Imagine my surprise when a previously-fine DB I hadn't intentionally touched in a while was suddenly naked, consisting of a single view that somehow survived the purge. Fortunately, the nature of the problem meant that the design was still stored in the repository and thus recoverable, but that's still not a problem you want to have.

So I've been shifting my development process another few steps closer to the ideal. The way I see it, that ideal is:

  • Never open a production DB in Designer
  • Do all development in entirely-distinct NSFs created either from scratch (for a new project) or via the "Associate With New NSF" action from the source-controled on-disk project. These NSFs should be worked on by a single person and should either be in an individual-user dev folder on the server or, better, on a local development server
  • Create deployment "builds" as NTFs, either as design-only copies of a source-associated NSF or, again, from the "New NSF" action from an on-disk project (but it should then be disassociated immediately)
  • "Deploy" the "builds" using Replace Design on the production NSF/NTF from the Notes client or, better, Administrator
  • Ideally, the "build" NSFs should closely match a tag or branch in the source repository, but I can't be bothered to do that for my needs yet

That process goes the same for "classic" and XPages apps. Since source control became viable for Domino devs around the same time as XPages hit the scene, the two are often conceptually tied together, but in my experience the classic binary-DXL handling is plenty good enough to use it in projects without a line of Java or XSP.

Separate Application and Data

The standard way to develop a Notes app - classic or XPages - is to bundle the design and data together. This has historically had a lot of benefits and still makes sense in some cases (say, customizing individual mail files for different uses). However, particularly in the case of a standalone "app" (a help-desk application, a project-tracking system, etc.), this tight joining makes little sense and would be considered a bizarre aberration by anyone using most other systems.
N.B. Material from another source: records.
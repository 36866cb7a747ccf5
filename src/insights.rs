use chrono::{DateTime, Utc};
use indexmap::IndexMap;
use serde::{Deserialize, Serialize};

#[derive(Debug, Clone, Copy, PartialEq, Eq, Serialize, Deserialize)]
#[serde(rename_all = "lowercase")]
pub enum Severity {
    High,
    Medium,
    Low,
}

#[derive(Debug, Clone, Copy, PartialEq, Eq, Hash, Serialize, Deserialize)]
#[serde(rename_all = "kebab-case")]
pub enum IssueKind {
    MissingLicense,
    WeakDescription,
    MissingReadme,
    Stale,
    PracticeShouldBePrivate,
}

#[derive(Debug, Clone, PartialEq, Serialize, Deserialize)]
pub struct Issue {
    pub repo_name: String,
    pub kind: IssueKind,
    pub severity: Severity,
    pub description: String,
}

#[derive(Debug, Clone, PartialEq, Serialize, Deserialize)]
pub struct Recommendation {
    pub priority: Severity,
    pub action: String,
}

#[derive(Debug, Clone, PartialEq, Serialize, Deserialize)]
pub struct HealthReport {
    pub name: String,
    pub score: u8,
    pub issues: Vec<String>,
    pub strengths: Vec<String>,
    pub recommendations: Vec<Recommendation>,
}

#[derive(Debug, Clone, PartialEq, Serialize, Deserialize)]
pub struct PortfolioSummary {
    pub owner: String,
    pub collected_at: DateTime<Utc>,
    pub total_repositories: usize,
    pub public_repositories: usize,
    pub private_repositories: usize,
    pub total_stars: u64,
    pub total_forks: u64,
    pub language_histogram: IndexMap<String, usize>,
    pub license_coverage_percent: u8,
    pub readme_coverage_percent: u8,
    pub repositories_with_issues: usize,
    pub insights: Vec<String>,
}

#[derive(Debug, Clone, PartialEq, Serialize, Deserialize)]
pub struct RepositoryScore {
    pub name: String,
    pub score: u8,
}

#[derive(Debug, Clone, PartialEq, Serialize, Deserialize)]
pub struct IssueSummary {
    pub owner: String,
    pub total_repositories: usize,
    pub total_issues: usize,
    pub high_severity: usize,
    pub medium_severity: usize,
    pub low_severity: usize,
    pub healthy_repositories: Vec<String>,
    pub scores: Vec<RepositoryScore>,
    pub issues: Vec<Issue>,
}

#[derive(Debug, Clone, PartialEq, Serialize, Deserialize)]
pub struct FetchFailure {
    pub repository: String,
    pub error: String,
}

#[derive(Debug, Clone, PartialEq, Serialize, Deserialize)]
pub struct BatchHealthReport {
    pub owner: String,
    pub reports: Vec<HealthReport>,
    pub failures: Vec<FetchFailure>,
}

#[derive(Debug, Clone, Default, PartialEq, Serialize, Deserialize)]
pub struct CycleTimeStats {
    pub count: usize,
    pub avg_days: f64,
    pub median_days: f64,
    pub min_days: f64,
    pub max_days: f64,
}

#[derive(Debug, Clone, PartialEq, Serialize, Deserialize)]
pub struct ResubmissionExample {
    pub original_id: String,
    pub closed_at: DateTime<Utc>,
    pub resubmitted_id: String,
    pub opened_at: DateTime<Utc>,
    pub address: String,
    pub category: String,
    pub subtype: String,
}

#[derive(Debug, Clone, Default, PartialEq, Serialize, Deserialize)]
pub struct ResubmissionReport {
    pub scanned_count: usize,
    pub resubmission_count: usize,
    pub rate_percent: f64,
    pub examples: Vec<ResubmissionExample>,
}

/// Round to two decimal places, the precision every day/percent figure uses.
pub fn round2(value: f64) -> f64 {
    (value * 100.0).round() / 100.0
}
Fortunately, as Domino developers, even if we split up the design and data, we still have it easier than most, since we don't have to worry about drivers and authentication credentials for the back-end DB (unless we want to). In the simplest case, which I've adopted, you have your "app" NSF and a "data" NSF next to it. The "app" NSF contains no forms or views, which the "data" NSF contains no XPages, Java, or other "executable" entities. I've derived a couple benefits from this already:

  • The app and data NSFs can have different ACLs
  • The data NSF can be set to disallow URL open. This means you don't have to worry about, say, clever users trying ?ReadViewEntries to peek into more than they should see
  • You can easily switch between "dev", "production", and "test" data NSFs, just like normal developers do. You don't have to worry about copying data around between different dev versions of your app
  • Multiple apps can point to the same data with impunity
  • The data NSF can exist on another server... or cluster of servers, which you could switch between programmatically
  • Data sharding becomes easier. Depending on the type of app, each user/project/department/whatever could have a different backing NSF fronted by the same single app

Admittedly, this makes some things moderately more complicated. Any Domino data sources will need to have a databaseName property specified, which will need to get its value from somewhere (worst case, you could hard-code it to start with, then "upgrade" to a managed bean). You also won't be able to use "app.nsf/view/key"-style URLs, since the app won't have any views to search by - you'll have to use query parameters or cobble together your own good-looking URLs with the assistance of Web Rules. You might not want to make your structure too document-focused anyway.


These changes have been bringing my development closer to classic desktop-app development, where these are less "techniques" and more requirements due to the nature of development, but they've proven to be valuable. Domino's ease of getting started and fast-and-loose development methods have distinct advantages, but it's always important to question which ones are better than other environments and which are traps.